E’ la prima volta in carriera che incroci il tuo destino con quello di coach Di Pinto?

Diciamo che per gran parte della mia carriera ho avuto la fortuna di esser allenato per tanti anni da coach Giuliani che è stato importante per la mia crescita pallavolistica. Di Pinto  è una novità per me e sono contento, oltre che curioso, di poter lavorare con lui. E’ un tecnico molto esperto, ha allenato tante squadre forti, tanti giocatori forti.

Che ricordi hai di Taranto, da avversario?

Il calore del pubblico. Sono già stato al Sud, a Corigliano, e so che la gente segue con passione le massime espressioni sportive della città. Taranto ha militato diversi campionati in serie A e ricordo che ha allestito sempre buone squadre.

Che tipo di campionato sarà il prossimo di A/2 e quali saranno le ambizioni di Taranto?

Non gioco in A/2 da tredici anni, quindi non posso dare un parere con cognizione di causa. Da quello che sento dire, ci sono tante squadre che si stanno attrezzando bene e quindi sarà un torneo molto competitivo.

Noi puntiamo a fare un campionato di ottimo livello senza l’assillo di dover vincere a tutti i costi. Come dice il presidente Bongiovanni, vogliamo divertire prima di tutto. Ritengo che sinora sia stata allestita una squadra assortita in ogni reparto e credo che possiamo puntare in alto restando però con i piedi per terra.

Quali sono i giocatori più forti con i quali hai giocato?

Mi vengono in mente Nikola Grbic (ex palleggiatore serbo di Cuneo, Milano, Trento) che ho avuto anche come allenatore, Savani che è anche un mio grande amico, uno degli schiacciatori più forti  con cui abbia giocato o anche Juantorena (schiacciatore cubano della Lube Civitanova Marche). Ma ce ne sono tanti altri con i quali ho avuto la fortuna di condividere il campo di gioco. C’è l’imbarazzo della scelta.

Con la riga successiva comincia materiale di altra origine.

// Copyright (c) 2026 100monkeys.ai
// SPDX-License-Identifier: AGPL-3.0
//! # ReflexionService: learning from task outcomes
//!
//! Every outcome is logged as an episode. A failed task that carries an
//! error yields a [`Reflection`]: root cause and corrective action from the
//! category tables, plus keywords for later retrieval.
//!
//! ## Retry decision
//!
//! Prior reflections relevant to the task are fetched before the new one is
//! stored. A retry is advised while `attempt_number < max_attempts` and at
//! least one prior reflection scores above `effectiveness_threshold`. Their
//! corrective actions then form the context injected into the next attempt.
//!
//! ## Feedback
//!
//! `record_outcome` reports whether an injected reflection helped and
//! updates its Laplace-smoothed effectiveness.

use chrono::Utc;
use serde::{Deserialize, Serialize};
use std::sync::Arc;
use tracing::{debug, info};

use super::{publish_event, EventBus};
use crate::domain::decomposition::root_cause;
use crate::domain::{
    classify, effectiveness, extract_keywords, DiagnosticEvent, EpisodeId,
    EpisodicRecord, ErrorObservation, OutcomeStatus, Reflection, ReflectionId,
    ReflectionRepository, RepositoryError,
};

const INJECTED_CONTEXT_HEADER: &str = "Lessons from previous attempts at this task:";

#[derive(Debug, Clone, PartialEq, Serialize, Deserialize)]
pub struct ReflexionConfig {
    #[serde(default = "default_max_attempts")]
    pub max_attempts: u32,
    #[serde(default = "default_retrieval_limit")]
    pub retrieval_limit: usize,
    #[serde(default = "default_effectiveness_threshold")]
    pub effectiveness_threshold: f64,
    #[serde(default = "default_max_keywords")]
    pub max_keywords: usize,
}

fn default_max_attempts() -> u32 {
    3
}

fn default_retrieval_limit() -> usize {
    3
}

fn default_effectiveness_threshold() -> f64 {
    0.5
}

fn default_max_keywords() -> usize {
    10
}

impl Default for ReflexionConfig {
    fn default() -> Self {
        Self {
            max_attempts: default_max_attempts(),
            retrieval_limit: default_retrieval_limit(),
            effectiveness_threshold: default_effectiveness_threshold(),
            max_keywords: default_max_keywords(),
        }
    }
}

#[derive(Debug, Clone, PartialEq, Serialize, Deserialize)]
pub struct TaskContext {
    pub actor: String,
    pub task_type: String,
    pub task_description: String,
    /// 1-based
    pub attempt_number: u32,
    #[serde(default, skip_serializing_if = "Option::is_none")]
    pub context: Option<String>,
}

impl TaskContext {
    pub fn new(
        actor: impl Into<String>,
        task_type: impl Into<String>,
        task_description: impl Into<String>,
    ) -> Self {
        Self {
            actor: actor.into(),
            task_type: task_type.into(),
            task_description: task_description.into(),
            attempt_number: 1,
            context: None,
        }
    }

    pub fn with_attempt(mut self, attempt_number: u32) -> Self {
        self.attempt_number = attempt_number;
        self
    }

    pub fn with_context(mut self, context: impl Into<String>) -> Self {
        self.context = Some(context.into());
        self
    }
}

#[derive(Debug, Clone, PartialEq, Serialize, Deserialize)]
pub struct TaskOutcome {
    pub status: OutcomeStatus,
    #[serde(default, skip_serializing_if = "Option::is_none")]
    pub error: Option<ErrorObservation>,
    #[serde(default, skip_serializing_if = "Option::is_none")]
    pub lesson: Option<String>,
}

impl TaskOutcome {
    pub fn success() -> Self {
        Self {
            status: OutcomeStatus::Success,
            error: None,
            lesson: None,
        }
    }

    pub fn failure(error: ErrorObservation) -> Self {
        Self {
            status: OutcomeStatus::Failure,
            error: Some(error),
            lesson: None,
        }
    }

    pub fn partial(error: Option<ErrorObservation>) -> Self {
        Self {
            status: OutcomeStatus::Partial,
            error,
            lesson: None,
        }
    }

    pub fn with_lesson(mut self, lesson: impl Into<String>) -> Self {
        self.lesson = Some(lesson.into());
        self
    }
}

#[derive(Debug, Clone, PartialEq, Serialize, Deserialize)]
#[serde(rename_all = "camelCase")]
pub struct ReflexionResult {
    pub episodic_id: EpisodeId,
    #[serde(default, skip_serializing_if = "Option::is_none")]
    pub reflection_id: Option<ReflectionId>,
    pub prior_reflections: Vec<Reflection>,
    pub should_retry: bool,
    #[serde(default, skip_serializing_if = "Option::is_none")]
    pub injected_context: Option<String>,
}

pub struct ReflexionService {
    repo: Arc<dyn ReflectionRepository>,
    event_bus: Arc<dyn EventBus>,
    config: ReflexionConfig,
}

impl ReflexionService {
    pub fn new(repo: Arc<dyn ReflectionRepository>, event_bus: Arc<dyn EventBus>) -> Self {
        Self {
            repo,
            event_bus,
            config: ReflexionConfig::default(),
        }
    }

    pub fn with_config(mut self, config: ReflexionConfig) -> Self {
        self.config = config;
        self
    }

    pub fn repository(&self) -> &Arc<dyn ReflectionRepository> {
        &self.repo
    }

    pub async fn process_outcome(
        &self,
        task: &TaskContext,
        outcome: &TaskOutcome,
    ) -> Result<ReflexionResult, RepositoryError> {
        let category = outcome.error.as_ref().map(classify);

        let mut tags = vec![task.task_type.clone(), outcome.status.to_string()];
        if let Some(category) = category {
            tags.push(category.as_str().to_lowercase());
        }

        let episode = EpisodicRecord {
            id: EpisodeId::new(),
            timestamp: Utc::now(),
            actor: task.actor.clone(),
            event_kind: task.task_type.clone(),
            action: task.task_description.clone(),
            context: task.context.clone(),
            outcome: outcome.status,
            lesson: outcome.lesson.clone(),
            tags,
            importance: outcome.status.importance(),
        };
        let episodic_id = self.repo.create_episodic_record(&episode).await?;
        debug!(episode_id = %episodic_id, actor = %task.actor, outcome = %outcome.status, "Episode logged");

        publish_event(
            self.event_bus.as_ref(),
            DiagnosticEvent::EpisodeLogged {
                episode_id: episodic_id,
                actor: task.actor.clone(),
                outcome: outcome.status,
                timestamp: episode.timestamp,
            },
        )
        .await;

        let (Some(error), Some(category), false) = (&outcome.error, category, outcome.status.is_success()) else {
            return Ok(ReflexionResult {
                episodic_id,
                reflection_id: None,
                prior_reflections: Vec::new(),
                should_retry: false,
                injected_context: None,
            });
        };

        let keywords = extract_keywords(
            &task.task_type,
            &task.task_description,
            category,
            error.code.as_deref(),
            self.config.max_keywords,
        );

        // Fetch before storing so the new reflection is never its own prior.
        let prior_reflections = self
            .repo
            .find_relevant_reflections(&task.task_type, &keywords, self.config.retrieval_limit)
            .await?;

        let remediation = category.remediation();
        let reflection = Reflection {
            id: ReflectionId::new(),
            timestamp: Utc::now(),
            actor: task.actor.clone(),
            task_type: task.task_type.clone(),
            task_description: task.task_description.clone(),
            attempt_number: task.attempt_number,
            outcome: outcome.status,
            root_cause: root_cause(category).to_string(),
            specific_error: error.message.clone(),
            correction_action: remediation.action,
            correction_reasoning: remediation.reasoning,
            correction_confidence: remediation.confidence,
            keywords,
            times_helped: 0,
            times_failed: 0,
            effectiveness_score: effectiveness(0, 0),
        };
        let reflection_id = self.repo.create_reflection(&reflection).await?;

        info!(
            reflection_id = %reflection_id,
            actor = %task.actor,
            task_type = %task.task_type,
            category = %category,
            prior = prior_reflections.len(),
            "Reflection created"
        );

        publish_event(
            self.event_bus.as_ref(),
            DiagnosticEvent::ReflectionCreated {
                reflection_id,
                actor: task.actor.clone(),
                task_type: task.task_type.clone(),
                category,
                timestamp: reflection.timestamp,
            },
        )
        .await;

        let should_retry = task.attempt_number < self.config.max_attempts
            && prior_reflections
                .iter()
                .any(|r| r.effectiveness_score > self.config.effectiveness_threshold);

        let injected_context = (should_retry && !prior_reflections.is_empty())
            .then(|| render_injected_context(&prior_reflections));

        Ok(ReflexionResult {
            episodic_id,
            reflection_id: Some(reflection_id),
            prior_reflections,
            should_retry,
            injected_context,
        })
    }

    /// Report whether a reflection injected into a retry helped.
    pub async fn record_outcome(&self, id: ReflectionId, helped: bool) -> Result<Reflection, RepositoryError> {
        let updated = self.repo.update_reflection_effectiveness(id, helped).await?;
        let old_score = if helped {
            effectiveness(updated.times_helped.saturating_sub(1), updated.times_failed)
        } else {
            effectiveness(updated.times_helped, updated.times_failed.saturating_sub(1))
        };

        info!(
            reflection_id = %id,
            helped,
            old_score,
            new_score = updated.effectiveness_score,
            "Reflection effectiveness updated"
        );

        publish_event(
            self.event_bus.as_ref(),
            DiagnosticEvent::ReflectionEffectivenessUpdated {
                reflection_id: id,
                helped,
                old_score,
                new_score: updated.effectiveness_score,
                times_helped: updated.times_helped,
                times_failed: updated.times_failed,
                timestamp: Utc::now(),
            },
        )
        .await;

        Ok(updated)
    }
}

fn render_injected_context(reflections: &[Reflection]) -> String {
    let mut lines = vec![INJECTED_CONTEXT_HEADER.to_string()];
    lines.extend(reflections.iter().map(|r| {
        format!(
            "[{}%] {}",
            (r.effectiveness_score * 100.0).round() as u32,
            r.correction_action
        )
    }));
    lines.join("\n")
}
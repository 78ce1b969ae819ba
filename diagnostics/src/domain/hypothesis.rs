// Copyright (c) 2026 100monkeys.ai
// SPDX-License-Identifier: AGPL-3.0

//! Ranked candidate causes per category.

use serde::{Deserialize, Serialize};

use super::category::ErrorCategory;
use super::observation::ErrorObservation;

#[derive(Debug, Clone, PartialEq, Eq, Serialize, Deserialize)]
#[serde(rename_all = "camelCase")]
pub struct Hypothesis {
    pub description: String,
    /// 0..=100
    pub likelihood: u8,
    pub test_method: String,
}

type Row = (&'static str, u8, &'static str);

// Each table is kept sorted by likelihood, highest first.
fn table(category: ErrorCategory) -> &'static [Row] {
    match category {
        ErrorCategory::Network => &[
            ("Remote service is down or restarting", 40, "Check the endpoint health check or status page"),
            ("Request timeout is too short for the operation", 25, "Repeat the request with a longer timeout and compare"),
            ("DNS resolution or proxy misconfiguration", 20, "Resolve the hostname and inspect proxy environment variables"),
            ("Rate limiting or connection pool exhaustion", 15, "Inspect response headers and open connection counts"),
        ],
        ErrorCategory::Auth => &[
            ("Token or API key has expired", 40, "Decode the token or check key expiry in the provider console"),
            ("Credential missing from the environment", 30, "Print which auth variables are set (not their values)"),
            ("Identity lacks the required scope or role", 20, "Compare granted scopes with those the endpoint requires"),
            ("Credentials belong to a different environment", 10, "Verify the project or tenant the key was issued for"),
        ],
        ErrorCategory::Syntax => &[
            ("Incomplete or truncated generated code", 45, "Run the language parser or linter on the file"),
            ("Mismatched brackets, quotes or delimiters", 30, "Inspect the reported line and the lines just before it"),
            ("Language feature unsupported by the toolchain version", 15, "Check the compiler or runtime version against the syntax used"),
            ("Malformed JSON or YAML payload", 10, "Validate the payload with a strict parser"),
        ],
        ErrorCategory::Runtime => &[
            ("Null or undefined value accessed", 40, "Trace where the value is produced and add a guard"),
            ("Value has an unexpected type or shape", 30, "Log the value's type and structure before the failing call"),
            ("API changed and the called function no longer exists", 20, "Check the dependency changelog for removed or renamed functions"),
            ("Unbounded recursion", 10, "Inspect the stack trace for repeating frames"),
        ],
        ErrorCategory::Resource => &[
            ("Referenced file or directory does not exist", 40, "List the path and its parent directory"),
            ("Process lacks permission for the path", 30, "Check ownership and mode bits against the running user"),
            ("Disk, memory or descriptor limit reached", 20, "Check free disk, memory usage and ulimit values"),
            ("Path built from a wrong working directory", 10, "Print the working directory and the resolved absolute path"),
        ],
        ErrorCategory::Config => &[
            ("Required environment variable not set", 45, "Compare the environment against the documented variables"),
            ("Configuration file missing or not loaded", 25, "Confirm which config path the process actually reads"),
            ("Setting has an invalid value or format", 20, "Validate each setting against its expected format"),
            ("Configuration intended for another environment", 10, "Diff the active config against the target environment's"),
        ],
        ErrorCategory::Dependency => &[
            ("Package not installed", 45, "Reinstall dependencies from the lockfile"),
            ("Version conflict between packages", 25, "Inspect the resolved dependency tree for duplicates"),
            ("Import path does not match the package layout", 20, "Compare the import path with the package's exports"),
            ("Lockfile out of sync with the manifest", 10, "Regenerate the lockfile and diff it"),
        ],
        ErrorCategory::State => &[
            ("Concurrent modification of the same record", 40, "Look for overlapping writers in logs around the failure time"),
            ("Cached or local state is stale", 30, "Reload from the source of truth and retry"),
            ("Operation ran out of the expected order", 20, "Trace the sequence of state transitions leading to the failure"),
            ("Resource already exists from a previous attempt", 10, "Query for the existing resource and make the operation idempotent"),
        ],
        ErrorCategory::Unknown => &[(
            "Requires manual investigation",
            100,
            "Read the full error output and reproduce the failure",
        )],
    }
}

/// Candidate causes for a category, sorted by likelihood descending. Never empty.
pub fn hypotheses(_error: &ErrorObservation, category: ErrorCategory) -> Vec<Hypothesis> {
    table(category)
        .iter()
        .map(|(description, likelihood, test_method)| Hypothesis {
            description: description.to_string(),
            likelihood: *likelihood,
            test_method: test_method.to_string(),
        })
        .collect()
}

#[cfg(test)]
mod tests {
    use super::*;

    #[test]
    fn test_non_empty_and_sorted_descending() {
        for category in ErrorCategory::ALL {
            let list = hypotheses(&ErrorObservation::new("x"), category);
            assert!(!list.is_empty(), "{category} has no hypotheses");
            assert!(
                list.windows(2).all(|w| w[0].likelihood >= w[1].likelihood),
                "{category} hypotheses are not sorted"
            );
            assert!(list.iter().all(|h| h.likelihood <= 100));
        }
    }

    #[test]
    fn test_unknown_is_single_certain_hypothesis() {
        let list = hypotheses(&ErrorObservation::new("x"), ErrorCategory::Unknown);
        assert_eq!(list.len(), 1);
        assert_eq!(list[0].likelihood, 100);
        assert!(list[0].description.to_lowercase().contains("manual investigation"));
    }
}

A quale partita della tua carriera sei più legato?

La finale scudetto del primo tricolore vinto con Cuneo nel 2010. Emozione indescrivibile. Io sono cresciuto pallavolisticamente a Cuneo. E’ stato il primo scudetto della storia del club e per questo lo considero indimenticabile.

Leggevo di un tuo sogno: quello di partecipare alle prossime Olimpiadi di Tokyo. Pensi sia ancora realizzabile?

Si è un obiettivo che ho in testa. So che è difficile da realizzare perché la prossima stagione giocherò in A/2 ma voglio provarci lo stesso. Uno sportivo deve sempre avere degli obiettivi, degli stimoli, affrontare nuove sfide. Le Olimpiadi per un atleta rappresentano il massimo a livello di competizioni per tutto il contorno che c’è come stare a contatto per venti giorni, un mese, con gli atleti delle altre discipline all’interno del villaggio olimpico. E’ un’esperienza unica ed affascinante. Avendola già vissuta a Londra nel 2012, mi piacerebbe riviverla.